McGrathNicol is reported to have received the funds from suspected buyer New Leaf Technologies (NLT) on Thursday.
Former consultants of Iugis set up NLT in 2019, but the key figures have operated in the environmental finance space since 2009.
NLT chief executive Matt Wildsoet said he had big plans for the business and the potential of the waste digesters.
“We’re thrilled to be able to continue the good work and principles of the business and the desired outcomes from an environmental perspective,” he said.
“The hard work that had been done we want to continue and we’re thrilled to be able to do that.”
NLT, similar to the Forum Group, offers customers assistance in securing funding and providing financial solutions to develop and fund “sustainable operations and infrastructure”.
Almost 300 of the machines have been sitting for months in a warehouse in Western Sydney, after being shipped from Iugis’ manufacturing site in Thessaloniki.
Another 300 of the machines are in service around Australia with former Iugis customers.
Customers linked to having the machines include private hospitals, the Pullman Hotel in Hyde Park, and Sydney pub The Fiddler.
The buyer also wins the right to continue servicing the machines leased by the customers, in a similar deal to that struck to sell the printer rental business at the core of the Forum Group.
But the long-mooted deal has been languishing for months, with the final sale requiring approvals by Forum creditors.
The funds from the sale go towards repaying Forum Group’s creditors, who are owed almost $400m after the company collapsed with allegations former chief executive Bill Papas oversaw a years-long scheme to defraud financiers through a false lease invoice scheme.
The Federal Court has heard allegations Mr. Papas funded the Iugis business, which manufactured and supplied the waste digester machines, through the scheme.
Papas set up a manufacturing site in Greece, with his business partner Anastasios Giamouridis, to make the machines.
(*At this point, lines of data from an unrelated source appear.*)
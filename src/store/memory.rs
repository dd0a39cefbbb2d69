use std::sync::RwLock;

use super::{resolve_appointment_claim, ClaimStore, StoreError};
use crate::models::{Claim, ClaimLookup};

/// Process-wide in-memory claim store.
///
/// Share it behind an `Arc`; the lock only guards against torn reads, there
/// is still exactly one writer.
#[derive(Debug, Default)]
pub struct MemoryClaimStore {
    claims: RwLock<Vec<Claim>>,
}

impl MemoryClaimStore {
    pub fn new() -> Self {
        Self::default()
    }

    pub fn len(&self) -> usize {
        self.claims.read().map(|c| c.len()).unwrap_or(0)
    }

    pub fn is_empty(&self) -> bool {
        self.len() == 0
    }
}

impl ClaimStore for MemoryClaimStore {
    fn get(&self, claim_id: &str) -> Result<Option<Claim>, StoreError> {
        let claims = self.claims.read().map_err(|_| StoreError::LockPoisoned)?;
        Ok(claims.iter().find(|c| c.id == claim_id).cloned())
    }

    fn get_by_appointment(&self, appointment_id: i64) -> Result<ClaimLookup, StoreError> {
        let claims = self.claims.read().map_err(|_| StoreError::LockPoisoned)?;
        let candidates = claims
            .iter()
            .filter(|c| c.appointment_id == appointment_id)
            .cloned()
            .collect();
        Ok(resolve_appointment_claim(candidates))
    }

    fn upsert(&self, claim: &Claim) -> Result<(), StoreError> {
        let mut claims = self.claims.write().map_err(|_| StoreError::LockPoisoned)?;
        match claims.iter_mut().find(|c| c.id == claim.id) {
            Some(existing) => *existing = claim.clone(),
            None => claims.push(claim.clone()),
        }
        tracing::debug!(claim_id = %claim.id, status = %claim.status, "Claim cached in memory");
        Ok(())
    }

    fn list(&self) -> Result<Vec<Claim>, StoreError> {
        let claims = self.claims.read().map_err(|_| StoreError::LockPoisoned)?;
        Ok(claims.clone())
    }

    fn reference_exists(&self, reference_no: &str) -> Result<bool, StoreError> {
        let claims = self.claims.read().map_err(|_| StoreError::LockPoisoned)?;
        Ok(claims
            .iter()
            .any(|c| c.reference_no.as_deref() == Some(reference_no)))
    }
}
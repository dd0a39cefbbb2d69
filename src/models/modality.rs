use serde::{Deserialize, Serialize};

/// Coded session-type classification carried on a claim.
///
/// Variant order is the order the modality picker shows them in; `Ord`
/// follows it so a `BTreeSet<Modality>` iterates in display order.
#[derive(Debug, Clone, Copy, PartialEq, Eq, PartialOrd, Ord, Hash, Serialize, Deserialize)]
#[serde(rename_all = "snake_case")]
pub enum Modality {
    NonTherapeutic,
    Individual,
    Collateral,
    ReEntry,
    Sarf,
    CheckIn,
    FamilyInterview,
    Group,
    Observation,
    ThreatAssessment,
    RapidReferral,
    Family,
}

impl Modality {
    pub fn all() -> &'static [Modality] {
        &[
            Self::NonTherapeutic,
            Self::Individual,
            Self::Collateral,
            Self::ReEntry,
            Self::Sarf,
            Self::CheckIn,
            Self::FamilyInterview,
            Self::Group,
            Self::Observation,
            Self::ThreatAssessment,
            Self::RapidReferral,
            Self::Family,
        ]
    }

    pub fn as_str(&self) -> &'static str {
        match self {
            Self::NonTherapeutic => "non_therapeutic",
            Self::Individual => "individual",
            Self::Collateral => "collateral",
            Self::ReEntry => "re_entry",
            Self::Sarf => "sarf",
            Self::CheckIn => "check_in",
            Self::FamilyInterview => "family_interview",
            Self::Group => "group",
            Self::Observation => "observation",
            Self::ThreatAssessment => "threat_assessment",
            Self::RapidReferral => "rapid_referral",
            Self::Family => "family",
        }
    }

    pub fn label(&self) -> &'static str {
        match self {
            Self::NonTherapeutic => "Non-Therapeutic",
            Self::Individual => "Individual",
            Self::Collateral => "Collateral",
            Self::ReEntry => "Re-Entry Meeting",
            Self::Sarf => "SARF",
            Self::CheckIn => "Check-In",
            Self::FamilyInterview => "Family Interview",
            Self::Group => "Group",
            Self::Observation => "Observation",
            Self::ThreatAssessment => "Threat Assessment",
            Self::RapidReferral => "Rapid Referral",
            Self::Family => "Family",
        }
    }

    /// Billing short code; non-therapeutic contacts and SARF have none.
    pub fn code(&self) -> Option<&'static str> {
        match self {
            Self::NonTherapeutic | Self::Sarf => None,
            Self::Individual => Some("I"),
            Self::Collateral => Some("C"),
            Self::ReEntry => Some("RM"),
            Self::CheckIn => Some("CI"),
            Self::FamilyInterview => Some("FI"),
            Self::Group => Some("G"),
            Self::Observation => Some("O"),
            Self::ThreatAssessment => Some("TA"),
            Self::RapidReferral => Some("RR"),
            Self::Family => Some("F"),
        }
    }

    /// Accepts the storage key, the display label (any case, `-`/space
    /// insensitive) or the short code.
    pub fn parse(input: &str) -> Option<Self> {
        let trimmed = input.trim();
        if trimmed.is_empty() {
            return None;
        }
        let folded = fold(trimmed);
        Self::all().iter().copied().find(|m| {
            m.as_str() == trimmed
                || fold(m.as_str()) == folded
                || fold(m.label()) == folded
                || m.code().is_some_and(|c| c.eq_ignore_ascii_case(trimmed))
        })
    }
}

impl std::fmt::Display for Modality {
    fn fmt(&self, f: &mut std::fmt::Formatter<'_>) -> std::fmt::Result {
        match self.code() {
            Some(code) => write!(f, "{} ({code})", self.label()),
            None => f.write_str(self.label()),
        }
    }
}

fn fold(s: &str) -> String {
    s.chars()
        .filter(|c| c.is_ascii_alphanumeric())
        .map(|c| c.to_ascii_lowercase())
        .collect()
}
The site is no longer operating.
Westpac has named Giamouridis in its case, alleging he received $10.7m in funds he was not entitled to.
Giamouridis also owns at least one percent of Mazcon, a corporate entity Papas used to buy the Greek football team Xanthi FC.
Until recently Giamouridis was also CEO of Xanthi FC, however, he resigned and was replaced at the team’s recent annual general meeting.